Equipped with a main body (B) in which a thawing space (S1) for thawing the object to be thawed (2) is formed,
The thawing space (S1) is provided with a pair of support portions (25, 25) arranged at a predetermined interval in the horizontal direction and on which the object to be thawed (2) is placed,
An interval L between the pair of support parts (25, 25) is a length such that the object (2) to be thawed falls when the object (2) is thawed. The defrosting device according to claim 1, wherein the pair of support portions (25, 25) are configured such that a distance L between the support portions (25) can be changed. A storage space (S2) is further formed in the main body (B) under the thawing space (S1) to store the thawed object (2).
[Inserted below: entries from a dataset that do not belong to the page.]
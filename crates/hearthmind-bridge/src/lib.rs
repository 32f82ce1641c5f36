//! Zigbee bridge MQTT transport and capability parsing.
//!
//! The bridge publishes its world on a retained topic tree and has no native
//! request/response primitive. This crate owns the broker connection (one
//! event-loop task), keeps the retained baseline, and emulates
//! request/response by publishing on a request topic and awaiting the next
//! message on the paired response topic, serialized per topic.
//!
//! ## Architecture
//!
//! - [`client::BridgeClient`]: connection, retained store, topic waiters
//! - [`topics::TopicSet`]: the `<base>/bridge/...` topic convention
//! - [`capability`]: raw payloads -> [`capability::ZigbeeCapabilityRecord`]

pub mod capability;
pub mod client;
pub mod error;
pub mod topics;

pub use capability::{
    Availability, BridgeInfo, ExposedFeature, FeatureKind, ZigbeeCapabilityRecord,
    parse_capability_list, parse_capability_record,
};
pub use client::BridgeClient;
pub use error::{BridgeError, BridgeResult};
pub use topics::TopicSet;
The defrosting device described in . The thawing device according to claim 3, comprising a refrigerating case (30) that constitutes the storage space (S2) and keeps the temperature of the storage space (S2) at a predetermined temperature. a guide portion ( 26). In the thawing space (S1), on a pair of support parts (25, 25) spaced apart so that the object (2) to be thawed falls when the object (2) is thawed a step of thawing the material to be thawed (2);
a step of receiving the object to be thawed (2) dropped from the support portion (25) by a guide portion (26) and transporting it to a refrigerating case (30);
and storing the object to be thawed (2) transported by the guide part (26) in a refrigerating case (30). a thawing device (D) according to any one of claims 1 to 5;
and a temperature control device (5) for controlling the temperature of a thawing chamber (4) in which the thawing device (D) is installed.